If I'm shooting for an A+ job, I'll re-prime before painting. That way the 1st coat of paint gives the coverage that I would expect.


----------



## Ole34 (Jan 24, 2011)

i heard it was cheap spray flat..........who knows, but im sure its the cheapest crap they could find.............i dont even bother with the pre-primed stuff but rather just prime myself atleast then i know whats goin on it


----------



## DeanV (Apr 18, 2007)

Given that it washes off with water, I would say it is not BIN. Some cheap, clay filled product.


----------



## ROOMINADAY (Mar 20, 2009)

There was a member here that I remember had a signature that said;

"Always Re-prime the Pre-prime". He is right.

I re-prime all pre-primed pine trim with Coverstain.


----------



## Ole34 (Jan 24, 2011)

i pity the fool who puts 2 coats of finish on some exterior pre-primed trim...........i learned that lesson the hard way years ago so i know and knowing is half the battle 



did you notice my reference to 2 famous 80's programs??? well i did..........''Rocky 3'' and ''GI-Joe'' :blink:


----------



## Workaholic (Apr 17, 2007)

Prime the Factory prime. As far as what they use I am not exactly sure but I would say some cheap thinned down WB primer.


----------



## DeanV (Apr 18, 2007)

Your reference in "I pity the fool" I believe is better attributed to Mr. T portraying the affable B.A. Baracas in the A-Team


----------



## sagebrush123 (Mar 11, 2011)

painted over pre=primed today.

it sands so powdery.....and even more so than an oil product..not to familiar with behavior of lacquer, but that is my next guess.

it is usually sprayed on way to heavy(high build) by application not material ability......as IF filling in defects, dings,.....crappy pine...what not

and I sanded and two coat with Pro Classic. this is pre-install..yes...


I would rather do my own priming and have primed over the pre-primer before, and prefer it that way.......

the real deal is why are manufacturing plants pre-priming when it is of NO bonus to the painter......I think I know the answer to that!

I think different manu's use different stuff unless there is some industry standard.....like the FDA of primers/wood.


----------



## Ole34 (Jan 24, 2011)

Wheres JP at??? ................he probably ate the stuff before...the way he test stuff i wouldnt be surprised lol


----------



## Gotdibz (Sep 30, 2010)

the only reason I can think of being pre primed from factory is for shipping reasons. To protect the product( Doors, trim, windows, etc.).


----------



## sagebrush123 (Mar 11, 2011)

I don't know the answer to Why they prime it...

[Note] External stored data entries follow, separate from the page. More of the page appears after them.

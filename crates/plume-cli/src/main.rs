//! PLUME CLI entry point.
//!
//! Loads a JSON configuration, reports defaulted fields, builds the
//! simulation, fans realizations out (optionally in parallel), and
//! writes the realization and summary streams.

mod output;

use std::io::BufRead;
use std::path::PathBuf;

use anyhow::{bail, Context, Result};
use chrono::Local;
use clap::Parser;
use log::{info, warn};
use plume_core::RawSimulationSpec;
use plume_engine::{RealizationOutput, Simulation};
use rayon::prelude::*;

use output::OutputWriter;

const VERSION: &str = env!("CARGO_PKG_VERSION");

#[derive(Parser, Debug)]
#[command(name = "plume")]
#[command(version = VERSION)]
#[command(about = "PLUME: hybrid micro/meso reaction-diffusion simulator", long_about = None)]
struct Args {
    /// Input configuration file (JSON)
    #[arg(short, long)]
    config: PathBuf,

    /// Directory for the output streams
    #[arg(short, long, default_value = ".")]
    output_dir: PathBuf,

    /// Override the configured random number seed
    #[arg(long)]
    seed: Option<u64>,

    /// Override the configured number of repeats
    #[arg(long)]
    repeats: Option<u32>,

    /// Continue without confirmation when the configuration has warnings
    #[arg(long)]
    warning_override: bool,

    /// Run realizations in parallel (independent seeds, ordered output)
    #[arg(long)]
    parallel: bool,

    /// Enable verbose logging
    #[arg(short, long)]
    verbose: bool,
}

fn main() {
    let exit = match run() {
        Ok(()) => 0,
        Err(e) => {
            eprintln!("ERROR: {e:#}");
            1
        }
    };
    std::process::exit(exit);
}

fn run() -> Result<()> {
    let args = Args::parse();
    let filter = if args.verbose { "debug" } else { "info" };
    env_logger::Builder::from_env(env_logger::Env::default().default_filter_or(filter)).init();

    let text = std::fs::read_to_string(&args.config)
        .with_context(|| format!("reading {}", args.config.display()))?;
    let raw = RawSimulationSpec::from_json(&text).context("parsing configuration")?;
    let (mut spec, warnings) = raw.resolve().context("resolving configuration")?;
    for w in &warnings {
        warn!("{w}");
    }
    if !warnings.is_empty() && !args.warning_override {
        eprintln!(
            "{} configuration warning(s); continue? [y/N] ",
            warnings.len()
        );
        let mut line = String::new();
        std::io::stdin()
            .lock()
            .read_line(&mut line)
            .context("reading confirmation")?;
        if !line.trim().eq_ignore_ascii_case("y") {
            bail!("aborted by operator after configuration warnings");
        }
    }

    if let Some(seed) = args.seed {
        spec.control.seed = seed;
    }
    if let Some(repeats) = args.repeats {
        spec.control.num_repeat = repeats;
    }
    let config_name = args
        .config
        .file_name()
        .map(|n| n.to_string_lossy().into_owned())
        .unwrap_or_else(|| args.config.display().to_string());
    let stem = spec.output_filename.clone();
    let seed = spec.control.seed;
    let num_repeat = spec.control.num_repeat;

    std::fs::create_dir_all(&args.output_dir)
        .with_context(|| format!("creating {}", args.output_dir.display()))?;

    let started = Local::now();
    info!(
        "building simulation from {} ({} repeats, seed {})",
        config_name, num_repeat, seed
    );
    let sim = Simulation::build(spec).context("build phase")?;

    let outputs: Vec<RealizationOutput> = if args.parallel {
        // Realizations are independent; collect preserves seed order.
        (0..num_repeat as u64)
            .into_par_iter()
            .map(|r| sim.run_realization(r))
            .collect::<plume_core::Result<Vec<_>>>()
            .context("realization failed")?
    } else {
        let mut outputs = Vec::with_capacity(num_repeat as usize);
        for r in 0..num_repeat as u64 {
            info!("realization {} of {}", r + 1, num_repeat);
            outputs.push(sim.run_realization(r).context("realization failed")?);
        }
        outputs
    };

    let mut writer = OutputWriter::new(&args.output_dir, &stem)?;
    for out in &outputs {
        writer.write_realization(out)?;
    }
    let ended = Local::now();
    writer.finish(&config_name, seed, num_repeat, started, ended)?;
    info!(
        "wrote {} realization(s) to {}",
        outputs.len(),
        args.output_dir.join(format!("{stem}.txt")).display()
    );
    Ok(())
}
#[cfg(test)]
mod tests {
    use super::*;
    use plume_core::config::RegionSpec;

    fn box_spec(label: &str, anchor: [f64; 3], n: [u32; 3], micro: bool) -> RegionSpec {
        RegionSpec {
            label: label.to_string(),
            parent_label: String::new(),
            shape: ShapeName::RectangularBox,
            kind: RegionKind::Normal,
            surface_kind: None,
            anchor,
            size_rect: 1,
            radius: 0.0,
            num: n,
            is_microscopic: micro,
            flow: None,
            dt: 1e-3,
        }
    }

    #[test]
    fn test_two_abutting_boxes_are_adjacent() {
        let specs = vec![
            box_spec("left", [0.0, 0.0, 0.0], [2, 2, 2], true),
            box_spec("right", [2.0, 0.0, 0.0], [2, 2, 2], false),
        ];
        let regions = build_regions(&specs, 1.0).unwrap();
        assert_eq!(
            regions[0].relation[1],
            NeighborRelation::Adjacent(CardinalDir::Right)
        );
        assert_eq!(
            regions[1].relation[0],
            NeighborRelation::Adjacent(CardinalDir::Left)
        );
        assert_eq!(regions[0].num_sub, 8);
        assert_eq!(regions[1].first_sub, 8);
        assert!((regions[0].volume - 8.0).abs() < 1e-12);
    }

    #[test]
    fn test_nested_child_subtracts_subvolumes() {
        let mut parent = box_spec("outer", [0.0, 0.0, 0.0], [4, 4, 4], false);
        parent.size_rect = 1;
        let mut child = box_spec("inner", [1.0, 1.0, 1.0], [2, 2, 2], false);
        child.parent_label = "outer".to_string();
        let regions = build_regions(&[parent, child], 1.0).unwrap();
        assert_eq!(regions[0].children, vec![1]);
        assert_eq!(regions[1].parent, Some(0));
        assert_eq!(regions[0].num_sub, 64 - 8);
        assert_eq!(regions[1].num_sub, 8);
        assert!((regions[0].volume - (64.0 - 8.0)).abs() < 1e-12);
        assert_eq!(regions[0].relation[1], NeighborRelation::Child);
        assert_eq!(regions[1].relation[0], NeighborRelation::Parent);
    }

    #[test]
    fn test_misaligned_child_fails() {
        let parent = box_spec("outer", [0.0, 0.0, 0.0], [4, 4, 4], false);
        let mut child = box_spec("inner", [1.5, 1.0, 1.0], [2, 2, 2], false);
        child.parent_label = "outer".to_string();
        assert!(build_regions(&[parent, child], 1.0).is_err());
    }

    #[test]
    fn test_overlapping_normal_regions_fail() {
        let specs = vec![
            box_spec("a", [0.0, 0.0, 0.0], [2, 2, 2], false),
            box_spec("b", [1.0, 0.0, 0.0], [2, 2, 2], false),
        ];
        assert!(build_regions(&specs, 1.0).is_err());
    }

    #[test]
    fn test_cylinder_axis_from_grid() {
        let spec = RegionSpec {
            label: "pipe".to_string(),
            parent_label: String::new(),
            shape: ShapeName::Cylinder,
            kind: RegionKind::Normal,
            surface_kind: None,
            anchor: [0.0, 0.0, 0.0],
            size_rect: 1,
            radius: 2.0,
            num: [0, 0, 10],
            is_microscopic: true,
            flow: None,
            dt: 1e-3,
        };
        let regions = build_regions(&[spec], 1.0).unwrap();
        assert_eq!(regions[0].cylinder_axis(), Some(Axis::Z));
        assert_eq!(regions[0].boundary.length(), 10.0);
        assert_eq!(regions[0].num_sub, 1);
    }

    #[test]
    fn test_missing_parent_label_fails() {
        let mut spec = box_spec("a", [0.0, 0.0, 0.0], [1, 1, 1], true);
        spec.parent_label = "nope".to_string();
        assert!(build_regions(&[spec], 1.0).is_err());
    }
}
//! Shared builders for integration tests.

use plume_core::config::*;

pub fn control(final_time: f64, dt: f64, seed: u64) -> ControlSpec {
    ControlSpec {
        num_repeat: 1,
        final_time,
        dt_micro: dt,
        seed,
        max_progress_updates: 0,
    }
}

pub fn box_region(
    label: &str,
    anchor: [f64; 3],
    size_rect: u32,
    num: [u32; 3],
    micro: bool,
    dt: f64,
) -> RegionSpec {
    RegionSpec {
        label: label.to_string(),
        parent_label: String::new(),
        shape: ShapeName::RectangularBox,
        kind: RegionKind::Normal,
        surface_kind: None,
        anchor,
        size_rect,
        radius: 0.0,
        num,
        is_microscopic: micro,
        flow: None,
        dt,
    }
}

pub fn releaser(boundary: [f64; 6], strength: f64, interval: f64, max_actions: u64) -> ActorSpec {
    ActorSpec {
        location: ActorLocation::Shape {
            shape: ShapeName::RectangularBox,
            boundary,
        },
        is_active: true,
        start_time: 0.0,
        action_interval: interval,
        max_actions: Some(max_actions),
        is_recorded: true,
        record_time: false,
        active: Some(ActiveSpec {
            random_bits: true,
            prob_one: 1.0,
            mod_scheme: ModScheme::Csk,
            mod_bits: 1,
            mod_strength: strength,
            is_released: vec![true],
            release_interval: 0.0,
            slot_interval: 0.0,
            random_release_times: false,
            random_mol_count: false,
        }),
        passive: None,
    }
}

pub fn observer(
    boundary: [f64; 6],
    start_time: f64,
    interval: f64,
    max_actions: Option<u64>,
    record_pos: bool,
) -> ActorSpec {
    ActorSpec {
        location: ActorLocation::Shape {
            shape: ShapeName::RectangularBox,
            boundary,
        },
        is_active: false,
        start_time,
        action_interval: interval,
        max_actions,
        is_recorded: true,
        record_time: true,
        active: None,
        passive: Some(PassiveSpec {
            is_observed: vec![true],
            record_pos: vec![record_pos],
        }),
    }
}

pub fn spec(
    ctrl: ControlSpec,
    base_size: f64,
    diff: Vec<f64>,
    reactions: Vec<ReactionSpec>,
    regions: Vec<RegionSpec>,
    actors: Vec<ActorSpec>,
) -> SimulationSpec {
    SimulationSpec {
        output_filename: "test".to_string(),
        control: ctrl,
        chemistry: ChemistrySpec {
            num_mol_types: diff.len(),
            diff_coef: diff,
            reactions,
        },
        environment: EnvironmentSpec {
            num_dim: 3,
            subvol_base_size: base_size,
            regions,
            actors,
        },
        notes: String::new(),
    }
}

you guess shipping, I guess hiding crappy ugly defects....
I see it layed on over large sratches today...and then they stack it not dry complete, because I sand alot of piled on looking stress marks.

I have usually primed again...but was demanded to paint it today-
showed up at 10:30 because I was running paint store and shop errands, and getting ok's about other issues in the house....

so I sand,
paint,
and paint again....

the outside looks very thinnly primed...and major weathered, so I will prime it again.

I like all jobs to have some decent survival time....don't want see poor results 6 months later.


----------



## sagebrush123 (Mar 11, 2011)

it is some NOT working way to cut cost.....

is there any painter here that is ok with pre-primed wood?
if yes, can you share your positive results.


----------



## sagebrush123 (Mar 11, 2011)

I think he gardz everything?

but don't be offended by my guess.

some of the primer like exterior windows and doors looks like it was primed so thinnly......gardz would probably be a great start....?


----------



## sagebrush123 (Mar 11, 2011)

Ole34...
what is your methodology....if you care so?
re-prime and top coats?


----------



## TheRogueBristle (Mar 19, 2010)

I'm pretty sure a lot of it is lacquer based paint. It's a hard finish and it's super fast dry time (faster than WB primers) would work great in a production line. 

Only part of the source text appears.